Dämmung über Grundstücksgrenze

Überschreitet die Fassadendämmung eine Grundstücksgrenze, sollte die Baubehörde mit dem Antragsteller eine akzeptable Lösung finden.

Fassadendämmung
© L. Schwarz

Wärmedämmung hebt den Wohnkomfort, reduziert Heizkosten und hilft unsere Klimaschutzziele zu erreichen. Je mehr gedämmt wird, desto besser. Probleme treten auf, wenn sich das Haus direkt an der Grundstücksgrenze zu öffentlichem Grund oder zu einem Nachbargrundstück befindet. Im Sinne des nachhaltigen Umweltschutzes ist es wünschenswert, hier eine Hilfestellung seitens der Gemeindevertretung anzubieten.

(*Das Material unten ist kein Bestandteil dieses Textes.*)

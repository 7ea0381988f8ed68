//! Path resolution cache
//!
//! Maps [`PathKey`]s (relative to a filesystem root) to backend directory
//! identifiers. Entries appear only for paths that were actually resolved
//! or created; a miss lists the parent once and records every directory
//! child seen, so sibling lookups that follow are free.
//!
//! Listings of one parent are serialized so concurrent lookups under the
//! same unresolved parent share a single listing, while walks through
//! unrelated parents proceed independently. Every flush bumps an epoch;
//! a walk or listing that raced a flush finishes with the identifiers it
//! observed but does not write them back.

use std::collections::HashMap;
use std::sync::atomic::{AtomicU64, Ordering};
use std::sync::Arc;

use async_trait::async_trait;
use parking_lot::{Mutex, RwLock};
use tokio::sync::OwnedMutexGuard;
use tokio_util::sync::CancellationToken;

use crate::entry::DirId;
use crate::error::{FsError, Result};
use crate::path::PathKey;

/// Remote primitives the cache needs to resolve and create directories
#[async_trait]
pub trait DirCacher: Send + Sync {
    /// Directory children of `parent` as (decoded name, identifier) pairs
    async fn list_dirs(
        &self,
        parent: &DirId,
        cancel: &CancellationToken,
    ) -> Result<Vec<(String, DirId)>>;

    /// Create `leaf` inside `parent` and return its identifier
    async fn create_dir(
        &self,
        parent: &DirId,
        leaf: &str,
        cancel: &CancellationToken,
    ) -> Result<DirId>;
}

type WalkLock = Arc<tokio::sync::Mutex<()>>;

pub struct DirCache {
    root_id: DirId,
    entries: RwLock<HashMap<PathKey, DirId>>,
    /// One lock per parent currently being listed
    walks: Mutex<HashMap<PathKey, WalkLock>>,
    epoch: AtomicU64,
}

/// Held while one parent is listed; drops its map slot when the last
/// waiter is done.
struct WalkGuard<'a> {
    cache: &'a DirCache,
    parent: PathKey,
    guard: Option<OwnedMutexGuard<()>>,
}

impl Drop for WalkGuard<'_> {
    fn drop(&mut self) {
        self.guard.take();
        let mut walks = self.cache.walks.lock();
        if walks
            .get(&self.parent)
            .is_some_and(|lock| Arc::strong_count(lock) == 1)
        {
            walks.remove(&self.parent);
        }
    }
}

impl DirCache {
    pub fn new(root_id: DirId) -> Self {
        let mut entries = HashMap::new();
        entries.insert(PathKey::root(), root_id.clone());
        Self {
            root_id,
            entries: RwLock::new(entries),
            walks: Mutex::new(HashMap::new()),
            epoch: AtomicU64::new(0),
        }
    }

    pub fn root_id(&self) -> &DirId {
        &self.root_id
    }

    pub fn get(&self, path: &PathKey) -> Option<DirId> {
        self.entries.read().get(path).cloned()
    }

    /// Record `path` unconditionally. Callers holding identifiers read
    /// from the server before a possible flush use [`put_if_current`].
    ///
    /// [`put_if_current`]: DirCache::put_if_current
    pub fn put(&self, path: PathKey, id: DirId) {
        self.entries.write().insert(path, id);
    }

    /// Current flush generation. Snapshot it before a remote call whose
    /// results are recorded afterwards.
    pub fn epoch(&self) -> u64 {
        self.epoch.load(Ordering::SeqCst)
    }

    /// Record `path` only if nothing was flushed since `epoch` was taken.
    /// Returns whether the entry was written.
    pub fn put_if_current(&self, epoch: u64, path: PathKey, id: DirId) -> bool {
        let mut entries = self.entries.write();
        if self.epoch.load(Ordering::SeqCst) != epoch {
            tracing::debug!(%path, "directory cache flushed since listing, not recording");
            return false;
        }
        entries.insert(path, id);
        true
    }

    pub fn len(&self) -> usize {
        self.entries.read().len()
    }

    pub fn is_empty(&self) -> bool {
        self.entries.read().is_empty()
    }

    /// Remove `path` and everything below it. Flushing the root leaves only
    /// the root entry.
    pub fn flush(&self, path: &PathKey) {
        let mut entries = self.entries.write();
        self.epoch.fetch_add(1, Ordering::SeqCst);
        if path.is_root() {
            entries.clear();
            entries.insert(PathKey::root(), self.root_id.clone());
        } else {
            entries.retain(|key, _| !key.is_within(path));
        }
        tracing::debug!(%path, remaining = entries.len(), "flushed directory cache");
    }

    /// Drop every entry and re-seed the root
    pub fn reset_root(&self) {
        self.flush(&PathKey::root());
    }

    /// Resolve `path` to a directory identifier, listing or creating the
    /// missing segments.
    pub async fn find_dir(
        &self,
        cacher: &dyn DirCacher,
        path: &PathKey,
        create: bool,
        cancel: &CancellationToken,
    ) -> Result<DirId> {
        if let Some(id) = self.get(path) {
            return Ok(id);
        }
        let epoch = self.epoch();

        let mut parent_id = self.root_id.clone();
        let mut parent_path = PathKey::root();
        for key in path.ancestors().into_iter().skip(1) {
            if let Some(id) = self.get(&key) {
                parent_id = id;
                parent_path = key;
                continue;
            }

            let _walk = self.lock_parent(&parent_path).await;
            // Another walk may have listed this parent while we waited
            if let Some(id) = self.get(&key) {
                parent_id = id;
                parent_path = key;
                continue;
            }

            let children = cacher.list_dirs(&parent_id, cancel).await?;
            let found = self.record_listing(epoch, &parent_path, &children, key.leaf());

            let id = match found {
                Some(id) => id,
                None if create => {
                    let id = cacher.create_dir(&parent_id, key.leaf(), cancel).await?;
                    tracing::debug!(path = %key, %id, "created missing directory");
                    self.put_if_current(epoch, key.clone(), id.clone());
                    id
                }
                None => return Err(FsError::DirNotFound(path.to_string())),
            };
            parent_id = id;
            parent_path = key;
        }
        Ok(parent_id)
    }

    /// Look up one directory `name` inside an already-resolved parent
    pub async fn find_leaf(
        &self,
        cacher: &dyn DirCacher,
        parent_path: &PathKey,
        parent_id: &DirId,
        name: &str,
        cancel: &CancellationToken,
    ) -> Result<Option<DirId>> {
        let key = parent_path.join(name);
        if let Some(id) = self.get(&key) {
            return Ok(Some(id));
        }

        let _walk = self.lock_parent(parent_path).await;
        if let Some(id) = self.get(&key) {
            return Ok(Some(id));
        }
        let epoch = self.epoch();
        let children = cacher.list_dirs(parent_id, cancel).await?;
        Ok(self.record_listing(epoch, parent_path, &children, key.leaf()))
    }

    /// Resolve the directory holding `path` and split off its leaf name
    pub async fn find_path(
        &self,
        cacher: &dyn DirCacher,
        path: &PathKey,
        create: bool,
        cancel: &CancellationToken,
    ) -> Result<(String, DirId)> {
        if path.is_root() {
            return Err(FsError::NotFound(path.to_string()));
        }
        let (parent, leaf) = path.split();
        let parent_id = self.find_dir(cacher, &parent, create, cancel).await?;
        Ok((leaf.to_string(), parent_id))
    }

    async fn lock_parent(&self, parent: &PathKey) -> WalkGuard<'_> {
        let lock = self.walks.lock().entry(parent.clone()).or_default().clone();
        let guard = lock.lock_owned().await;
        WalkGuard {
            cache: self,
            parent: parent.clone(),
            guard: Some(guard),
        }
    }

    /// Insert every listed child and return the one named `wanted`
    fn record_listing(
        &self,
        epoch: u64,
        parent_path: &PathKey,
        children: &[(String, DirId)],
        wanted: &str,
    ) -> Option<DirId> {
        let mut entries = self.entries.write();
        let current = self.epoch.load(Ordering::SeqCst) == epoch;
        let mut found = None;
        for (name, id) in children {
            if current {
                entries.insert(parent_path.join(name), id.clone());
            }
            if name == wanted {
                found = Some(id.clone());
            }
        }
        if !current {
            tracing::debug!(%parent_path, "directory cache flushed during listing, not recording");
        }
        found
    }
}

impl std::fmt::Debug for DirCache {
    fn fmt(&self, f: &mut std::fmt::Formatter<'_>) -> std::fmt::Result {
        f.debug_struct("DirCache")
            .field("root_id", &self.root_id)
            .field("entries", &self.len())
            .field("epoch", &self.epoch.load(Ordering::SeqCst))
            .finish()
    }
}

Grenze zu öffentlichem Grund

Laut Bauordnung darf für vor dem 1. Jänner 1997 baubehördlich bewilligte Gebäude eine Wärmeschutzverkleidung bis 20 cm angebracht werden. Seitens der Gemeinde sollte eine möglichst große Dämmstärke genehmigt werden. Die tatsächlich mögliche Dicke hängt von der Beurteilung der Rest-Gehsteigbreite ab und richtet sich nach der Fußgängerfrequenz. Es kann auch notwendig sein, einen Verkehrssachverständigen zu Rate zu ziehen.

Grenze zu Nachbargrundstück

Liegt die Außenwand direkt an der Grundstücksgrenze, darf ohne Einwilligung des Eigentümers des Nachbargrundstückes die  Wärmedämmung  die Grundstücksgrenze nicht überragen.

Rechtssicherheit schaffen

Empfehlen Sie Ihren BürgerInnen, ein Servitutrecht im Grundbuch zu verankern, in dem die Erlaubnis zur Benützung festgehalten ist. Alternativ ist ein privatrechtlicher Vertrag anzuraten, der so gestaltet ist, dass er auch für etwaige NachbesitzerInnen gültig ist. Für beide Varianten gilt die Empfehlung, die Dauer auf die Bestandsdauer des Objektes oder 100 Jahre zu begrenzen.
Alternativ kann der Grundstücksstreifen natürlich auch abgekauft werden. Üblicherweise wird eine Pacht für die zur Verfügung gestellte Fläche vereinbart.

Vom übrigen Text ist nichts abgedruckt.